**BRIEF:** Where the records hold the string "Redis", show the whole line it sits on.

**DATA SHOWN:**
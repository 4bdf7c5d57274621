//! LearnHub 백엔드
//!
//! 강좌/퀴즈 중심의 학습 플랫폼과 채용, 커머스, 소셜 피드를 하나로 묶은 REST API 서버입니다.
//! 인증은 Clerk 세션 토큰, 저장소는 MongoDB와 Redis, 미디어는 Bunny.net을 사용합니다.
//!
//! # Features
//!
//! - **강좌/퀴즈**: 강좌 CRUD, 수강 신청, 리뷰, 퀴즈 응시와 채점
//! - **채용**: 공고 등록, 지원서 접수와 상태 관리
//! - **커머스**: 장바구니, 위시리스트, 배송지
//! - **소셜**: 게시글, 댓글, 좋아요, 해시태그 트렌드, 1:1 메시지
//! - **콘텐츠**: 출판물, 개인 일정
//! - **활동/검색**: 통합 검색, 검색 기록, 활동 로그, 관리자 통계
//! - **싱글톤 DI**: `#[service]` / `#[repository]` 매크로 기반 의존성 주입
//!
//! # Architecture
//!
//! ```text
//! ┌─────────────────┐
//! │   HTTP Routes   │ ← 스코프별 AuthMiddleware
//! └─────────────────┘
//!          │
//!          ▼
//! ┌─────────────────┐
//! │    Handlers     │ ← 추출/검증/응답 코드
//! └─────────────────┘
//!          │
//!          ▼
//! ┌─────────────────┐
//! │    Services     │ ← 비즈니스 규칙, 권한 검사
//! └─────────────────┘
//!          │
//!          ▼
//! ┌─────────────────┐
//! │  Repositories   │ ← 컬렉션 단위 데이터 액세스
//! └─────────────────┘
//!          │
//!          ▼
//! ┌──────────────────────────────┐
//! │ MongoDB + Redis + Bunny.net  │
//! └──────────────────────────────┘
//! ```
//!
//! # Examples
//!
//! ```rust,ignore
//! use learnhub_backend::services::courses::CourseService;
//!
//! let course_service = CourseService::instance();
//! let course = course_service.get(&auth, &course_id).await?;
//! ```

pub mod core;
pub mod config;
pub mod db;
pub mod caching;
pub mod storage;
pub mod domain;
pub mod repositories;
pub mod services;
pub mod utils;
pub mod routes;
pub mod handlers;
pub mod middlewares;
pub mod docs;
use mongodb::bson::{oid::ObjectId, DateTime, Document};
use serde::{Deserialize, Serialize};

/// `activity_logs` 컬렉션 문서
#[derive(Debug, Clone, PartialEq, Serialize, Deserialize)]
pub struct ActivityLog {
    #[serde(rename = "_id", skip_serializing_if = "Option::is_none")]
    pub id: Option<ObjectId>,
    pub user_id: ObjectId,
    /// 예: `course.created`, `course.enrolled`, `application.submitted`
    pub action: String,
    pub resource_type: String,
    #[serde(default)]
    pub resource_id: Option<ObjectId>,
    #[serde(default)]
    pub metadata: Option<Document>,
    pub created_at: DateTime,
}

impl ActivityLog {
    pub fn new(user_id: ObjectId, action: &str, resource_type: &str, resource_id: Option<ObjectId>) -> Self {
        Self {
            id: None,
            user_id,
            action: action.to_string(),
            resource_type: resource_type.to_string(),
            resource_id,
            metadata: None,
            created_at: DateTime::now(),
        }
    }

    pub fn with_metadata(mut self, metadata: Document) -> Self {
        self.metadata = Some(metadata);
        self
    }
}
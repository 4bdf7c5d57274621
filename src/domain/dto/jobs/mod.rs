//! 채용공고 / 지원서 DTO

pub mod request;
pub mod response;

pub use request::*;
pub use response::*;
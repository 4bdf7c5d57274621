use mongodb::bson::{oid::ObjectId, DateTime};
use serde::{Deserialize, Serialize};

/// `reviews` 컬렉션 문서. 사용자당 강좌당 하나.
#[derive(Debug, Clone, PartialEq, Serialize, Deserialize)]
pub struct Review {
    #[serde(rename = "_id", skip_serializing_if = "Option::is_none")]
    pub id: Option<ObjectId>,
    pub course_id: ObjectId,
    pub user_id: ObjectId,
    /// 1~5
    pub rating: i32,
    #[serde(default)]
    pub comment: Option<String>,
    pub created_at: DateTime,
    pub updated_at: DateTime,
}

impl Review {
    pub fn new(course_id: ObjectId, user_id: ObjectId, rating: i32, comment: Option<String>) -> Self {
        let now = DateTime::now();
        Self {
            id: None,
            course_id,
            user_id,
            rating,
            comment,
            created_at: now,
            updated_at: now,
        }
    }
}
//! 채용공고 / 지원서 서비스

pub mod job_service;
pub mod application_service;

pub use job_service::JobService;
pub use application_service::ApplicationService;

**RESPONSE:**
//! 인증은 Clerk 세션 토큰, 저장소는 MongoDB와 Redis, 미디어는 Bunny.net을 사용합니다.
//! │ MongoDB + Redis + Bunny.net  │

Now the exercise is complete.